Records supplied:
- - -

/// Decodes the instruction at `pc`.
///
/// This never fails. Bit patterns that don't correspond to any instruction are decoded as a
/// `.hword` holding the raw halfword.
pub fn decode_instruction(reader: &RomReader, pc: u32) -> DecodedInstruction {
    Decoder::new(reader, pc).decode()
}

struct Decoder<'r, 'a> {
    reader: &'r RomReader<'a>,
    pc: u32,
    word0: u16,
    word1: Option<u16>,
}

impl<'r, 'a> Decoder<'r, 'a> {
    fn new(reader: &'r RomReader<'a>, pc: u32) -> Self {
        Self {
            reader,
            pc,
            word0: reader.read16(pc),
            word1: None,
        }
    }

    /// Fetches the second halfword the first time it is requested.
    fn ext_word(&mut self) -> u16 {
        if let Some(word1) = self.word1 {
            return word1;
        }

        let word1 = self.reader.read16(self.pc.wrapping_add(2));
        self.word1 = Some(word1);
        word1
    }

    const fn opcode(&self) -> u8 {
        ((self.word0 >> 9) & 0x7F) as u8
    }
    const fn arg_lo(&self) -> u8 {
        (self.word0 & 0x1F) as u8
    }
    const fn arg_hi(&self) -> u8 {
        ((self.word0 >> 5) & 0x1F) as u8
    }
    const fn reg1(&self) -> Gpr {
        Gpr::new(self.arg_lo())
    }
    const fn reg2(&self) -> Gpr {
        Gpr::new(self.arg_hi())
    }

    fn decode(mut self) -> DecodedInstruction {
        let opcode = self.opcode();

        let (mnemonic, operands, target) = match opcode {
            0x00..=0x0F => self.decode_reg_reg(opcode),
            0x10..=0x1A | 0x1E => self.decode_reg_imm(opcode),
            0x1C | 0x1D => self.decode_system_register(opcode),
            0x1F => self.decode_bit_string(),
            0x40..=0x4F => self.decode_branch(opcode),
            0x2A | 0x2B => self.decode_jump(opcode),
            0x28 | 0x29 | 0x2C..=0x2F => self.decode_imm_ext(opcode),
            0x30 | 0x31 | 0x33 | 0x38..=0x3B => self.decode_load(opcode),
            0x34 | 0x35 | 0x37 | 0x3C | 0x3D | 0x3F => self.decode_store(opcode),
            0x3E => self.decode_float(),
            _ => (Mnemonic::Hword, format!("0x{:04X}", self.word0), None),
        };

        let mem_write = mnemonic.write_kind().map(|kind| {
            let disp = sign_extend(self.ext_word().into(), 16);
            let src = if mnemonic == Mnemonic::Caxi {
                None
            } else {
                Some(self.reg2())
            };
            MemWrite::new(self.reg1(), disp, kind, src)
        });

        DecodedInstruction::new(
            self.pc,
            self.word0,
            self.word1,
            mnemonic,
            operands,
            target,
            mem_write,
        )
    }

    fn decode_reg_reg(&self, opcode: u8) -> (Mnemonic, String, Option<u32>) {
        let mnemonic = match opcode {
            0x00 => Mnemonic::Mov,
            0x01 => Mnemonic::Add,
            0x02 => Mnemonic::Sub,
            0x03 => Mnemonic::Cmp,
            0x04 => Mnemonic::Shl,
            0x05 => Mnemonic::Shr,
            0x06 => Mnemonic::Jmp,
            0x07 => Mnemonic::Sar,
            0x08 => Mnemonic::Mul,
            0x09 => Mnemonic::Div,
            0x0A => Mnemonic::Mulu,
            0x0B => Mnemonic::Divu,
            0x0C => Mnemonic::Or,
            0x0D => Mnemonic::And,
            0x0E => Mnemonic::Xor,
            _ => Mnemonic::Not,
        };

        let operands = if mnemonic == Mnemonic::Jmp {
            format!("[{}]", self.reg1())
        } else {
            format!("{}, {}", self.reg1(), self.reg2())
        };

        (mnemonic, operands, None)
    }

    fn decode_reg_imm(&self, opcode: u8) -> (Mnemonic, String, Option<u32>) {
        let imm5 = sign_extend(self.arg_lo().into(), 5);
        let count = self.arg_lo();
        let reg2 = self.reg2();

        let (mnemonic, operands) = match opcode {
            0x10 => (Mnemonic::MovImm, format!("{}, {}", imm5, reg2)),
            0x11 => (Mnemonic::AddImm, format!("{}, {}", imm5, reg2)),
            0x12 => {
                let cond = Condition::from_bits(self.arg_lo());
                (Mnemonic::Setf, format!("{}, {}", cond, reg2))
            }
            0x13 => (Mnemonic::CmpImm, format!("{}, {}", imm5, reg2)),
            0x14 => (Mnemonic::ShlImm, format!("{}, {}", count, reg2)),
            0x15 => (Mnemonic::ShrImm, format!("{}, {}", count, reg2)),
            0x16 => (Mnemonic::Ei, String::new()),
            0x17 => (Mnemonic::SarImm, format!("{}, {}", count, reg2)),
            0x18 => (Mnemonic::Trap, format!("{}", count)),
            0x19 => (Mnemonic::Reti, String::new()),
            0x1A => (Mnemonic::Halt, String::new()),
            0x1E => (Mnemonic::Di, String::new()),
            _ => (Mnemonic::Hword, format!("0x{:04X}", self.word0)),
        };

        (mnemonic, operands, None)
    }

    fn decode_system_register(&self, opcode: u8) -> (Mnemonic, String, Option<u32>) {
        let sr = SystemRegister::new(self.arg_lo());

        if opcode == 0x1C {
            (Mnemonic::Ldsr, format!("{}, {}", self.reg2(), sr), None)
        } else {
            (Mnemonic::Stsr, format!("{}, {}", sr, self.reg2()), None)
        }
    }

    fn decode_bit_string(&self) -> (Mnemonic, String, Option<u32>) {
        let op = BitStringOp::new(self.arg_lo());
        let operands = if self.arg_hi() != 0 {
            format!("0x{:x}", self.arg_hi())
        } else {
            String::new()
        };

        (Mnemonic::BitString(op), operands, None)
    }

    fn decode_branch(&self, opcode: u8) -> (Mnemonic, String, Option<u32>) {
        let cond = Condition::from_bits(opcode);

        if cond.is_never() {
            return (Mnemonic::Branch(cond), String::new(), None);
        }

        let disp = sign_extend(u32::from(self.word0 & 0x1FE), 9) & !1;
        let target = self.pc.wrapping_add(disp as u32);

        (
            Mnemonic::Branch(cond),
            format!("0x{:08X}", target),
            Some(target),
        )
    }

    fn decode_jump(&mut self, opcode: u8) -> (Mnemonic, String, Option<u32>) {
        let imm26 = (u32::from(self.word0 & 0x03FF) << 16) | u32::from(self.ext_word());
        let disp = sign_extend(imm26, 26) & !1;
        let target = self.pc.wrapping_add(disp as u32);

        let mnemonic = if opcode == 0x2A {
            Mnemonic::Jr
        } else {
            Mnemonic::Jal
        };

        (mnemonic, format!("0x{:08X}", target), Some(target))
    }

    fn decode_imm_ext(&mut self, opcode: u8) -> (Mnemonic, String, Option<u32>) {
        let imm16 = self.ext_word();
        let src = self.reg1();
        let dst = self.reg2();

        let (mnemonic, operands) = match opcode {
            0x28 | 0x29 => {
                let mnemonic = if opcode == 0x28 {
                    Mnemonic::Movea
                } else {
                    Mnemonic::Addi
                };
                let imm = sign_extend(imm16.into(), 16);
                (mnemonic, format!("{}, {}, {}", imm, src, dst))
            }
            _ => {
                let mnemonic = match opcode {
                    0x2C => Mnemonic::Ori,
                    0x2D => Mnemonic::Andi,
                    0x2E => Mnemonic::Xori,
                    _ => Mnemonic::Movhi,
                };
                (mnemonic, format!("0x{:04X}, {}, {}", imm16, src, dst))
            }
        };

        (mnemonic, operands, None)
    }

    fn decode_load(&mut self, opcode: u8) -> (Mnemonic, String, Option<u32>) {
        let disp = sign_extend(self.ext_word().into(), 16);

        let mnemonic = match opcode {
            0x30 => Mnemonic::LdB,
            0x31 => Mnemonic::LdH,
            0x33 => Mnemonic::LdW,
            0x38 => Mnemonic::InB,
            0x39 => Mnemonic::InH,
            0x3A => Mnemonic::Caxi,
            _ => Mnemonic::InW,
        };

        (
            mnemonic,
            format!("{}[{}], {}", disp, self.reg1(), self.reg2()),
            None,
        )
    }

    fn decode_store(&mut self, opcode: u8) -> (Mnemonic, String, Option<u32>) {
        let disp = sign_extend(self.ext_word().into(), 16);

        let mnemonic = match opcode {
            0x34 => Mnemonic::StB,
            0x35 => Mnemonic::StH,
            0x37 => Mnemonic::StW,
            0x3C => Mnemonic::OutB,
            0x3D => Mnemonic::OutH,
            _ => Mnemonic::OutW,
        };

        (
            mnemonic,
            format!("{}, {}[{}]", self.reg2(), disp, self.reg1()),
            None,
        )
    }

    fn decode_float(&mut self) -> (Mnemonic, String, Option<u32>) {
        let op = FloatOp::new((self.ext_word() >> 10) as u8);

        let operands = if op.is_single_register() {
            format!("{}", self.reg2())
        } else {
            format!("{}, {}", self.reg1(), self.reg2())
        };

        (Mnemonic::Float(op), operands, None)
    }
}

- - -

Exercise description: Your output should be an exact copy of the lines from the top of the listing above to the line with "struct Decoder<'r, 'a>", both ends included.

Task output:
/// Decodes the instruction at `pc`.
///
/// This never fails. Bit patterns that don't correspond to any instruction are decoded as a
/// `.hword` holding the raw halfword.
pub fn decode_instruction(reader: &RomReader, pc: u32) -> DecodedInstruction {
    Decoder::new(reader, pc).decode()
}

struct Decoder<'r, 'a> {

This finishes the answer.